- _Exercise objective_: Your answer should be every line with the word "const", copied from the data below.

(Records drawn from a dataset)
*** Block opens ***

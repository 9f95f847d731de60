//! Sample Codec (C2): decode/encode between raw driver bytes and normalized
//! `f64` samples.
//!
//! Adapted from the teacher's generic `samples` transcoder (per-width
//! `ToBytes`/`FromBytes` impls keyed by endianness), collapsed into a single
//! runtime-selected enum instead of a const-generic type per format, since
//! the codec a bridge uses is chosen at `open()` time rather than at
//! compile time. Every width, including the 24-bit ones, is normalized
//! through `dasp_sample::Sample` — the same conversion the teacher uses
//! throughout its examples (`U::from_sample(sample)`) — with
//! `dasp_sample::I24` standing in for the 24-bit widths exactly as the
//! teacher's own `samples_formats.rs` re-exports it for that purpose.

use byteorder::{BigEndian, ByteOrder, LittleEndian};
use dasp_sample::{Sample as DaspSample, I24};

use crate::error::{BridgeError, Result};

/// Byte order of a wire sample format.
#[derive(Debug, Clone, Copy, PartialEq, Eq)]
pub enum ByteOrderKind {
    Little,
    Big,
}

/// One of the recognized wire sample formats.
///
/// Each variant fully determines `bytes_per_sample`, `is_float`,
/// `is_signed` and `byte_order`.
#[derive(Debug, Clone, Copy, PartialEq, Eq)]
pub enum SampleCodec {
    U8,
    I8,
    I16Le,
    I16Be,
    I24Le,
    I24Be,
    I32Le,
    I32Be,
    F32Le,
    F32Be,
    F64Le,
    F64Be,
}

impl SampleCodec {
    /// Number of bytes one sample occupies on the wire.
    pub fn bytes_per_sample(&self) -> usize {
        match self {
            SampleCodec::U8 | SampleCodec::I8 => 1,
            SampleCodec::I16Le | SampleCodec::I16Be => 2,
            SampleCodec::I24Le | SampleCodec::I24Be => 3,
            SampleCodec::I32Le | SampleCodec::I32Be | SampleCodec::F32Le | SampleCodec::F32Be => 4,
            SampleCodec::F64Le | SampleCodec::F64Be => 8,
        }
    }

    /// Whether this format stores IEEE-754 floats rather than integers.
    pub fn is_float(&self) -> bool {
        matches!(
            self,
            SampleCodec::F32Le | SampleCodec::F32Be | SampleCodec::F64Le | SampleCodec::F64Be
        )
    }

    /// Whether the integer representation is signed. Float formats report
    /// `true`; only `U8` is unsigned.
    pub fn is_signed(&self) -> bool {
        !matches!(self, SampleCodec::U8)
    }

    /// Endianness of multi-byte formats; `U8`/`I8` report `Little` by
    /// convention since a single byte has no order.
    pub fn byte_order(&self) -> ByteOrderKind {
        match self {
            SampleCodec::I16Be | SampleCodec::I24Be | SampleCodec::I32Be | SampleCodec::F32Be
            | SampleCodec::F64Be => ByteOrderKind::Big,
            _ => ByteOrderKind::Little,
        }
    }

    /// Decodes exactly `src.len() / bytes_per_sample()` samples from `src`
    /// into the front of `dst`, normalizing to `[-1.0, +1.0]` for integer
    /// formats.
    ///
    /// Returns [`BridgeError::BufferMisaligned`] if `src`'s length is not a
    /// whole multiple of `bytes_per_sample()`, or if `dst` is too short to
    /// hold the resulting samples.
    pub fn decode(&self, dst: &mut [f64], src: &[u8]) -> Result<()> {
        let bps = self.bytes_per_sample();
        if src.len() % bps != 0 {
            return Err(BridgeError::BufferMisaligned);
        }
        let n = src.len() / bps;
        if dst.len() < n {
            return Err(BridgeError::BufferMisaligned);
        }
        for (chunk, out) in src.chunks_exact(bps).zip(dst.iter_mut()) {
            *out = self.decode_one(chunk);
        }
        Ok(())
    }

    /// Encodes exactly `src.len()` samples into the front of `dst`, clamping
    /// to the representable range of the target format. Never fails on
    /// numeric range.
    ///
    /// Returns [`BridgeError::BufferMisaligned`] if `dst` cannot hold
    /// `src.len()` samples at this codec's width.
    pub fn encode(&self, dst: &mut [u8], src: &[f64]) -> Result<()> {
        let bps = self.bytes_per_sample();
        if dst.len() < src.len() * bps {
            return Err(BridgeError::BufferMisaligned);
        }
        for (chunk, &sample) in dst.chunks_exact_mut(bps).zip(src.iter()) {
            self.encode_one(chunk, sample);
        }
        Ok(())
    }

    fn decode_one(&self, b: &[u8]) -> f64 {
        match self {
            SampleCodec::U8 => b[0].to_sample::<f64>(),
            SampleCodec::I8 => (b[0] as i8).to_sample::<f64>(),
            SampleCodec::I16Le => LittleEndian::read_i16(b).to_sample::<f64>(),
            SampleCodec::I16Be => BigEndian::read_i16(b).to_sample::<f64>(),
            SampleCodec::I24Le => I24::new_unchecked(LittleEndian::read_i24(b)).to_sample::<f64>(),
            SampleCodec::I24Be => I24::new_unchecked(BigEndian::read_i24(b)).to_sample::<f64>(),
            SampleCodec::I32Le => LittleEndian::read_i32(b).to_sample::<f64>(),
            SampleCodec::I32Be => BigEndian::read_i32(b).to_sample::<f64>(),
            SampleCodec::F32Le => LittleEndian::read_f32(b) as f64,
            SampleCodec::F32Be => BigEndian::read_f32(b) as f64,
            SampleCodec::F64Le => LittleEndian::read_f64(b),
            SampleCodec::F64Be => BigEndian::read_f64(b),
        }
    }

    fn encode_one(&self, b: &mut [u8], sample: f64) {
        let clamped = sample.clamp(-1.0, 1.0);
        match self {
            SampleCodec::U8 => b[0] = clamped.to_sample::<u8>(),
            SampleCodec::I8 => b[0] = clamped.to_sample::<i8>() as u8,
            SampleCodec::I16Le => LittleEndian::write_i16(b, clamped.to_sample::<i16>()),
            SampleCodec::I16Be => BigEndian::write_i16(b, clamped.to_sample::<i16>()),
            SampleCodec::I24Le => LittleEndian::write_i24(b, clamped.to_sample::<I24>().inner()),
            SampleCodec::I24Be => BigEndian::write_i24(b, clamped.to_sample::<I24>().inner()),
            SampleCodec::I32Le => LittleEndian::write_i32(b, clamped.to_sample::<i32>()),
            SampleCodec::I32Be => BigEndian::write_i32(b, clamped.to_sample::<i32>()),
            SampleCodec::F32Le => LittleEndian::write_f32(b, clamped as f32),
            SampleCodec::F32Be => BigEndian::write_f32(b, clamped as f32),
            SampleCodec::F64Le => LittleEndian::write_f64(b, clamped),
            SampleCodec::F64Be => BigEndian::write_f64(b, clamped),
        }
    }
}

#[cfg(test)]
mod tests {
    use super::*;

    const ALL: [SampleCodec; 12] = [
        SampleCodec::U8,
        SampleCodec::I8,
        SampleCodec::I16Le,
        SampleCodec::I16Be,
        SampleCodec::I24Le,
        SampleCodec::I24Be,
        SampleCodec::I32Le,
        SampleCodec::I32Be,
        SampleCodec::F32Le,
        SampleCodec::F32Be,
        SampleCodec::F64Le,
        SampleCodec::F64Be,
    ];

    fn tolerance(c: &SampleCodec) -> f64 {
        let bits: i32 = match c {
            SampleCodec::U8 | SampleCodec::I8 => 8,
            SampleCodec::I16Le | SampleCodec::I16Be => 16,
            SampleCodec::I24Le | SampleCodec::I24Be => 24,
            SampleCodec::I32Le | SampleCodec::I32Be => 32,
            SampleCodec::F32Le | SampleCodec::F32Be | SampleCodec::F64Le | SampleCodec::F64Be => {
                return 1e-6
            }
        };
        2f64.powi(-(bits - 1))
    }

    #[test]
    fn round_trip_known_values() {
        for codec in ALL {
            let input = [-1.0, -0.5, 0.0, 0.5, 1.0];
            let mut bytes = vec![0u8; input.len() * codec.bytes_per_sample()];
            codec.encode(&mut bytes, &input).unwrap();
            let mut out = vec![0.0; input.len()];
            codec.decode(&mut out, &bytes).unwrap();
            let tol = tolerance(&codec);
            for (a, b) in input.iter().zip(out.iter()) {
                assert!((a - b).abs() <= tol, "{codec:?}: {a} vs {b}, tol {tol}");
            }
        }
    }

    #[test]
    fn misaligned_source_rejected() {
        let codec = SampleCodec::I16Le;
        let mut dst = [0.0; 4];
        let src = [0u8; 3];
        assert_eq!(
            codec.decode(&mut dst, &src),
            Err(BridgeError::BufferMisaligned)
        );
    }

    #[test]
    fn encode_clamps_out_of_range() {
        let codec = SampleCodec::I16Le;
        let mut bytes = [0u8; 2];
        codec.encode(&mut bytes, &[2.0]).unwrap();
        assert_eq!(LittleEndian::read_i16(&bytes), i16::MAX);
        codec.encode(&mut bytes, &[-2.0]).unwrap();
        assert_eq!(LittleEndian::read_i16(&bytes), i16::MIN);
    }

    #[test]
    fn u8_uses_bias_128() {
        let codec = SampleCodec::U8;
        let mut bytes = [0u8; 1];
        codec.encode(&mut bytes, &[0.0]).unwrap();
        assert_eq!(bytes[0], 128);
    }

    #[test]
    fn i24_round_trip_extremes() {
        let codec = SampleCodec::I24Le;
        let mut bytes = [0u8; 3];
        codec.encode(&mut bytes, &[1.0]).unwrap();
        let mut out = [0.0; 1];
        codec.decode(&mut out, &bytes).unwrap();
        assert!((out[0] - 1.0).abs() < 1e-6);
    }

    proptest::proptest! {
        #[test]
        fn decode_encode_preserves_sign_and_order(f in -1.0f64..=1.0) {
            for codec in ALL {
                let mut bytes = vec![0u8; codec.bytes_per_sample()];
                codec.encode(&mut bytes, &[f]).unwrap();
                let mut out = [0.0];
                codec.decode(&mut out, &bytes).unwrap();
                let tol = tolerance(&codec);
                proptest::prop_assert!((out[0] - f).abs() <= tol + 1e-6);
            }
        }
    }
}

*** Block closes ***

- _Expected answer_:
//! runtime-selected enum instead of a const-generic type per format, since
    const ALL: [SampleCodec; 12] = [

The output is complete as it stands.